De retour au Kansas, la jeune Dorothée ne pense qu’au merveilleux pays d’Oz, au grand désarroi de son oncle et de sa tante, qui la confient aux soins d’un psychiatre porté sur les électrochocs. On évoque même une lobotomie. Oui, il est ici bel et bien question d’un film pour enfants, le plus glauque qu’eût produit le studio Disney. Fairuza Balk, plus tard remarquée dans The Craft (Magie noire, 1996), succède à Judy Garland et s’avère excellente. Réalisé par Walter Murch, un monteur image et son d’exception lauréat de trois Oscar (y compris pour Apocalypse Now), Return to Oz fut conçu à une époque où Disney tentait de se réinventer avec des films jeune public à teneur plus sombre, comme Something Wicked This Way Comes (La foire des ténèbres, 1983), d’après Ray Bradbury. Hélas, ces tentatives se soldèrent par des échecs commerciaux et, dans ce cas précis, critiques.

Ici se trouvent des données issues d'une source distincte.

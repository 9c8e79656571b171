//! Property tests for recursive chunking.

use docrag::chunking::{Chunker, RecursiveChunker, split_text};
use docrag::document::{Document, Page};
use proptest::prelude::*;

/// Text made of words, sentences, lines and paragraphs, with some multi-byte characters.
fn arb_text() -> impl Strategy<Value = String> {
    proptest::collection::vec(
        prop_oneof![
            8 => "[a-zé]{1,12}",
            2 => Just(" ".to_string()),
            1 => Just(". ".to_string()),
            1 => Just("\n".to_string()),
            1 => Just("\n\n".to_string()),
            1 => Just("日本語".to_string()),
        ],
        1..120,
    )
    .prop_map(|parts| parts.concat())
    .prop_filter("non-blank text", |t| !t.trim().is_empty())
}

fn strip_whitespace(text: &str) -> String {
    text.chars().filter(|c| !c.is_whitespace()).collect()
}

mod prop_chunk_bounds {
    use super::*;

    proptest! {
        #![proptest_config(ProptestConfig::with_cases(200))]

        /// Every chunk respects the size limit and carries some text.
        #[test]
        fn chunks_are_bounded_and_non_blank(
            text in arb_text(),
            size in 1usize..80,
            overlap_frac in 0.0f64..1.0,
        ) {
            let overlap = ((size as f64) * overlap_frac) as usize;
            let overlap = overlap.min(size - 1);
            let chunks = split_text(&text, size, overlap).unwrap();
            prop_assert!(!chunks.is_empty());
            for chunk in &chunks {
                prop_assert!(chunk.chars().count() <= size, "chunk {:?} exceeds {}", chunk, size);
                prop_assert!(!chunk.trim().is_empty());
            }
        }

        /// Without overlap, chunks are consecutive slices of the input.
        #[test]
        fn zero_overlap_reconstructs_the_text(text in arb_text(), size in 1usize..80) {
            let chunks = split_text(&text, size, 0).unwrap();
            prop_assert_eq!(strip_whitespace(&chunks.concat()), strip_whitespace(&text));
        }

        /// Text within the limit comes back untouched.
        #[test]
        fn short_text_is_one_chunk(text in arb_text()) {
            let size = text.chars().count();
            let chunks = split_text(&text, size, 0).unwrap();
            prop_assert_eq!(chunks, vec![text]);
        }
    }
}

mod prop_chunk_provenance {
    use super::*;

    proptest! {
        #![proptest_config(ProptestConfig::with_cases(100))]

        /// Chunk indices count up across pages and IDs follow them.
        #[test]
        fn indices_are_sequential_across_pages(
            pages in proptest::collection::vec(arb_text(), 1..4),
            size in 5usize..60,
        ) {
            let document = Document::new(
                "doc.pdf",
                pages.iter().zip(1u32..).map(|(text, n)| Page::new(n, text.clone())).collect(),
            );
            let chunks = RecursiveChunker::new(size, 0).chunk(&document).unwrap();

            let mut last_page = 0;
            for (i, chunk) in chunks.iter().enumerate() {
                prop_assert_eq!(chunk.index, i);
                prop_assert_eq!(&chunk.id, &format!("doc.pdf_{i}"));
                prop_assert_eq!(&chunk.document_id, "doc.pdf");
                let page = chunk.page.unwrap_or_default();
                prop_assert!(page >= last_page);
                last_page = page;
                let source = &pages[(page - 1) as usize];
                prop_assert!(source.contains(chunk.text.as_str()));
            }
        }
    }
}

Dans une réévaluation parue en 2021 dans The Guardian, Rick Burin célébrait ses « mondes cruels et saisissants », écrivant : « À mes yeux, Return to Oz constitue la plus insaisissable des créatures cinématographiques : la suite supérieure. Le film a des défauts, certes, mais aussi une ambition vertigineuse et une performance centrale fulgurante. »

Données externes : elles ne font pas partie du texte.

//! Qdrant vector store backend.
//!
//! Provides [`QdrantVectorStore`] which implements [`VectorStore`] using
//! the [qdrant-client](https://docs.rs/qdrant-client) crate over gRPC.
//!
//! Qdrant only accepts UUIDs or integers as point IDs, so each chunk is
//! stored under the UUIDv5 of its chunk ID and the original ID travels in
//! the payload. A Qdrant collection needs its vector size up front, so
//! [`create_collection`](VectorStore::create_collection) only records the
//! metric and the collection is created on the first upsert.
//!
//! # Example
//!
//! ```rust,ignore
//! use docrag::qdrant::QdrantVectorStore;
//!
//! let store = QdrantVectorStore::new("http://localhost:6334")?;
//! store.create_collection("docs", DistanceMetric::Cosine).await?;
//! store.upsert("docs", &chunks).await?;
//! let results = store.search("docs", &query_embedding, 5).await?;
//! ```

use std::collections::HashMap;

use async_trait::async_trait;
use qdrant_client::qdrant::value::Kind;
use qdrant_client::qdrant::vectors_config::Config as VectorsConfigKind;
use qdrant_client::qdrant::{
    Condition, CountPointsBuilder, CreateCollectionBuilder, DeletePointsBuilder, Distance,
    Filter, PointId, PointStruct, PointsIdsList, ScrollPointsBuilder, SearchPointsBuilder,
    UpsertPointsBuilder, Value as QdrantValue, VectorParamsBuilder,
};
use qdrant_client::{Payload, Qdrant, QdrantError};
use tokio::sync::RwLock;
use tracing::{debug, error};
use uuid::Uuid;

use crate::distance::DistanceMetric;
use crate::document::{Chunk, SearchResult};
use crate::error::{RagError, Result};
use crate::vectorstore::VectorStore;

const BACKEND: &str = "qdrant";
const SCROLL_PAGE: u32 = 256;

/// Derive the Qdrant point ID for a chunk ID.
pub fn point_uuid(chunk_id: &str) -> Uuid {
    Uuid::new_v5(&Uuid::NAMESPACE_OID, chunk_id.as_bytes())
}

fn to_qdrant_distance(metric: DistanceMetric) -> Distance {
    match metric {
        DistanceMetric::Cosine => Distance::Cosine,
        DistanceMetric::Euclidean => Distance::Euclid,
        DistanceMetric::DotProduct => Distance::Dot,
    }
}

fn from_qdrant_distance(distance: Distance) -> Option<DistanceMetric> {
    match distance {
        Distance::Cosine => Some(DistanceMetric::Cosine),
        Distance::Euclid => Some(DistanceMetric::Euclidean),
        Distance::Dot => Some(DistanceMetric::DotProduct),
        _ => None,
    }
}

/// gRPC status codes `DEADLINE_EXCEEDED` and `UNAVAILABLE`.
const UNREACHABLE_CODES: [i32; 2] = [4, 14];

/// Whether a transport error text means the server could not be reached.
fn is_connect_failure(message: &str) -> bool {
    let message = message.to_ascii_lowercase();
    ["connect error", "connection refused", "transport error", "dns error", "broken pipe"]
        .iter()
        .any(|marker| message.contains(marker))
}

/// Whether `e` means the server is down rather than that the request was bad.
fn is_unreachable(e: &QdrantError) -> bool {
    match e {
        QdrantError::ResponseError { status, .. } => {
            UNREACHABLE_CODES.contains(&(status.code() as i32))
                || is_connect_failure(status.message())
        }
        other => is_connect_failure(&other.to_string()),
    }
}

/// Convert a Qdrant score into a distance (lower is closer).
fn score_to_distance(metric: DistanceMetric, score: f32) -> f32 {
    match metric {
        DistanceMetric::Cosine => 1.0 - score,
        DistanceMetric::Euclidean => score,
        DistanceMetric::DotProduct => -score,
    }
}

/// A [`VectorStore`] backed by [Qdrant](https://qdrant.tech/).
///
/// Chunk text, document ID, page, index and metadata are stored as payload.
/// Ties in distance are ordered by Qdrant, not by insertion order.
pub struct QdrantVectorStore {
    client: Qdrant,
    /// Collections announced by `create_collection` but not yet created.
    pending: RwLock<HashMap<String, DistanceMetric>>,
}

4. The Color of Money (La couleur de l’argent, 1986), sorti 25 ans après The Hustler (L’arnaqueur, 1961)

En 1962, Paul Newman obtint sa seconde nomination aux Oscar comme Meilleur acteur pour The Hustler, paru l’année précédente. La vedette y incarnait Fast Eddie Falson, un as du billard qui tente d’accéder aux ligues majeures. Ce n’est toutefois que 25 ans — et quatre autres nominations dans la même catégorie — plus tard que Newman remporta la convoitée statuette pour son rôle de… Fast Eddie Falson. Réalisé par Martin Scorsese et mettant également en vedette Tom Cruise, The Color of Money est à la fois un hommage au classique de Robert Rossen, et un « vrai » film du réalisateur de Taxi Driver.

Au magazine Film Comment, Scorsese confiait en 1988 : « Même quand j’essaie de faire un film hollywoodien, il y a quelque chose en moi qui dit : “Va dans l’autre direction.” Avec The Color of Money, en collaboration avec deux grandes stars, nous avons essayé de faire un film hollywoodien. Ou plutôt, j’ai essayé de faire un de mes films, mais avec une star hollywoodienne : Paul Newman. Il s’agissait principalement de faire un film sur cette icône américaine. »

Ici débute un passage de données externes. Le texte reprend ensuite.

//! Query-time retrieval: embed the question, search the store, rank.

use std::sync::Arc;

use tracing::{debug, error, info};

use crate::config::RagConfig;
use crate::document::SearchResult;
use crate::embedding::EmbeddingProvider;
use crate::error::{RagError, Result};
use crate::vectorstore::VectorStore;

/// Build the text that gets embedded for a query.
///
/// A non-blank `topic_weight` is prepended as `Topic: <weight> Question: <query>`.
pub fn compose_query(query: &str, topic_weight: Option<&str>) -> String {
    match topic_weight.map(str::trim).filter(|t| !t.is_empty()) {
        Some(topic) => format!("Topic: {topic} Question: {query}"),
        None => query.to_string(),
    }
}

/// Finds the stored chunks nearest to a question.
///
/// Uses the same [`EmbeddingProvider`] as ingestion. Never calls a
/// language model.
///
/// # Example
///
/// ```rust,ignore
/// let retriever = Retriever::new(RagConfig::default(), embedder, store);
/// let results = retriever.retrieve("docs", "What is the cost?", 3, Some("pricing")).await?;
/// ```
#[derive(Clone)]
pub struct Retriever {
    config: RagConfig,
    embedding_provider: Arc<dyn EmbeddingProvider>,
    vector_store: Arc<dyn VectorStore>,
}

impl Retriever {
    /// Create a retriever over `vector_store`.
    pub fn new(
        config: RagConfig,
        embedding_provider: Arc<dyn EmbeddingProvider>,
        vector_store: Arc<dyn VectorStore>,
    ) -> Self {
        Self { config, embedding_provider, vector_store }
    }

    /// Return a reference to the retrieval configuration.
    pub fn config(&self) -> &RagConfig {
        &self.config
    }

    /// Retrieve up to `k` chunks for `query`, best first.
    ///
    /// `k` is clamped to `[1, collection size]`. An empty collection yields
    /// no results without embedding anything.
    ///
    /// # Errors
    ///
    /// Returns [`RagError::InvalidInput`] for a blank query, and propagates
    /// embedding and store failures.
    pub async fn retrieve(
        &self,
        collection: &str,
        query: &str,
        k: usize,
        topic_weight: Option<&str>,
    ) -> Result<Vec<SearchResult>> {
        if query.trim().is_empty() {
            return Err(RagError::invalid_input("query must not be empty"));
        }

        let size = self.vector_store.count(collection).await?;
        if size == 0 {
            debug!(collection, "collection is empty, skipping search");
            return Ok(Vec::new());
        }
        let k = k.clamp(1, size);

        let text = compose_query(query, topic_weight);
        let embedding = self.embedding_provider.embed(&text).await.inspect_err(|e| {
            error!(error = %e, "embedding failed during query");
        })?;

        let mut results =
            self.vector_store.search(collection, &embedding, k).await.inspect_err(|e| {
                error!(collection, error = %e, "vector store search failed");
            })?;

        if let Some(max) = self.config.max_distance {
            results.retain(|r| r.distance <= max);
        }

        info!(collection, k, result_count = results.len(), "query completed");
        Ok(results)
    }

    /// Retrieve with the configured default `top_k` and no topic weight.
    ///
    /// # Errors
    ///
    /// See [`retrieve`](Self::retrieve).
    pub async fn query(&self, collection: &str, query: &str) -> Result<Vec<SearchResult>> {
        self.retrieve(collection, query, self.config.top_k, None).await
    }
}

3. Psycho II (Psychose 2, 1983), sorti 23 ans après Psycho (Psychose, 1960)

Le film d’Alfred Hitchcock compte parmi ses plus emblématiques. En gérant de motel timide qui vit sous la coupe d’une mère tyrannique (et homicide), Anthony Perkins livrait la performance de sa carrière. Or, l’une des belles surprises de la suite est justement la composition souvent poignante de l’acteur, qu’on retrouve dans la peau de Norman Bates au sortir de deux décennies d’internement. Élève d’Hitchcock, le réalisateur Richard Franklin signe une mise en scène révérencieuse et efficace rehaussée par une excellente direction photo de Dean Cundey (Halloween, Jurassic Park) et une musique mélancolique de Jerry Goldsmith (à dessein aux antipodes de celle, terrifiante, de Bernard Hermann). Le film est surtout fort ingénieusement écrit par Tom Holland, dont le scénario fonctionne à la fois comme un mystère à l’ancienne et un slasher contemporain. Ce volet explique sans doute les critiques mitigées d’alors.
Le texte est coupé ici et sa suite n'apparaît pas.